** Opening Provided material block **
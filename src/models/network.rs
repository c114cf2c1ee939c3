use super::StationRegistry;
use petgraph::graph::{DiGraph, EdgeIndex, NodeIndex};
use petgraph::visit::EdgeRef;
use serde::{Deserialize, Serialize};
use std::collections::HashMap;

#[derive(Debug, Clone, PartialEq, Serialize, Deserialize)]
pub struct StationNode {
    pub code: String,
}

/// Directed connection weight, distance in km
#[derive(Debug, Clone, Copy, PartialEq, Serialize, Deserialize)]
pub struct Connection {
    pub distance: f64,
}

/// The railway network as loaded from the pathfinding engine's output.
///
/// Nodes exist only for stations that appear as an endpoint of some
/// connection. Codes are kept as-is; whether they resolve in the station
/// registry is decided at render time.
#[derive(Debug, Clone, Default)]
pub struct Network {
    pub graph: DiGraph<StationNode, Connection>,
    pub station_code_to_index: HashMap<String, NodeIndex>,
}

impl Network {
    #[must_use]
    pub fn new() -> Self {
        Self::default()
    }

    /// Add a station node if it doesn't exist, return its `NodeIndex`
    pub fn add_or_get_station(&mut self, code: &str) -> NodeIndex {
        if let Some(&index) = self.station_code_to_index.get(code) {
            return index;
        }
        let index = self.graph.add_node(StationNode { code: code.to_string() });
        self.station_code_to_index.insert(code.to_string(), index);
        index
    }

    /// Add a directed connection. A repeated (from, to) pair keeps the last distance.
    pub fn add_connection(&mut self, from: &str, to: &str, distance: f64) -> EdgeIndex {
        let from_idx = self.add_or_get_station(from);
        let to_idx = self.add_or_get_station(to);
        self.graph.update_edge(from_idx, to_idx, Connection { distance })
    }

    #[must_use]
    pub fn get_station_index(&self, code: &str) -> Option<NodeIndex> {
        self.station_code_to_index.get(code).copied()
    }

    #[must_use]
    pub fn get_station_code(&self, index: NodeIndex) -> Option<&str> {
        self.graph.node_weight(index).map(|node| node.code.as_str())
    }

    /// Distance of the connection `from -> to`, if the network has one
    #[must_use]
    pub fn distance(&self, from: &str, to: &str) -> Option<f64> {
        let from_idx = self.get_station_index(from)?;
        let to_idx = self.get_station_index(to)?;
        let edge = self.graph.find_edge(from_idx, to_idx)?;
        self.graph.edge_weight(edge).map(|connection| connection.distance)
    }

    /// Station codes in the order they were first seen
    pub fn station_codes(&self) -> impl Iterator<Item = &str> {
        self.graph.node_weights().map(|node| node.code.as_str())
    }

    /// Every connection as `(from, to, distance)`
    pub fn connections(&self) -> impl Iterator<Item = (&str, &str, f64)> {
        self.graph.edge_references().filter_map(|edge| {
            let from = self.get_station_code(edge.source())?;
            let to = self.get_station_code(edge.target())?;
            Some((from, to, edge.weight().distance))
        })
    }

    #[must_use]
    pub fn station_count(&self) -> usize {
        self.graph.node_count()
    }

    #[must_use]
    pub fn connection_count(&self) -> usize {
        self.graph.edge_count()
    }

    /// Codes referenced by the network that the registry cannot place
    #[must_use]
    pub fn unknown_stations(&self, registry: &StationRegistry) -> Vec<String> {
        self.station_codes()
            .filter(|code| !registry.contains(code))
            .map(ToString::to_string)
            .collect()
    }
}

#[cfg(test)]
mod tests {
    use super::*;

    #[test]
    fn test_connections_are_directed() {
        let mut network = Network::new();
        network.add_connection("A", "B", 10.0);
        network.add_connection("B", "A", 12.0);

        assert_eq!(network.distance("A", "B"), Some(10.0));
        assert_eq!(network.distance("B", "A"), Some(12.0));
        assert_eq!(network.station_count(), 2);
        assert_eq!(network.connection_count(), 2);
    }

    #[test]
    fn test_missing_connection_has_no_distance() {
        let mut network = Network::new();
        network.add_connection("A", "B", 10.0);

        assert_eq!(network.distance("B", "C"), None);
        assert_eq!(network.distance("A", "C"), None);
        assert_eq!(network.distance("X", "Y"), None);
    }

    #[test]
    fn test_repeated_connection_keeps_last_distance() {
        let mut network = Network::new();
        network.add_connection("A", "B", 10.0);
        network.add_connection("A", "B", 15.0);

        assert_eq!(network.connection_count(), 1);
        assert_eq!(network.distance("A", "B"), Some(15.0));
    }

    #[test]
    fn test_stations_are_shared_between_connections() {
        let mut network = Network::new();
        network.add_connection("A", "B", 1.0);
        network.add_connection("B", "C", 2.0);

        let codes: Vec<&str> = network.station_codes().collect();
        assert_eq!(codes, vec!["A", "B", "C"]);

        let connections: Vec<_> = network.connections().collect();
        assert_eq!(connections, vec![("A", "B", 1.0), ("B", "C", 2.0)]);
    }

    #[test]
    fn test_unknown_stations() {
        let registry = StationRegistry::from_rows(&[
            ("A", "Alpha", (0.0, 0.0)),
            ("B", "Bravo", (1.0, 0.0)),
        ]);
        let mut network = Network::new();
        network.add_connection("A", "B", 1.0);
        network.add_connection("B", "ZZZ", 2.0);

        assert_eq!(network.unknown_stations(&registry), vec!["ZZZ".to_string()]);
    }
}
** Closing Provided material block **
* [The task] Across the data above, how many lines carry the word "struct"? Only the number is needed.

* [Problem solution] 3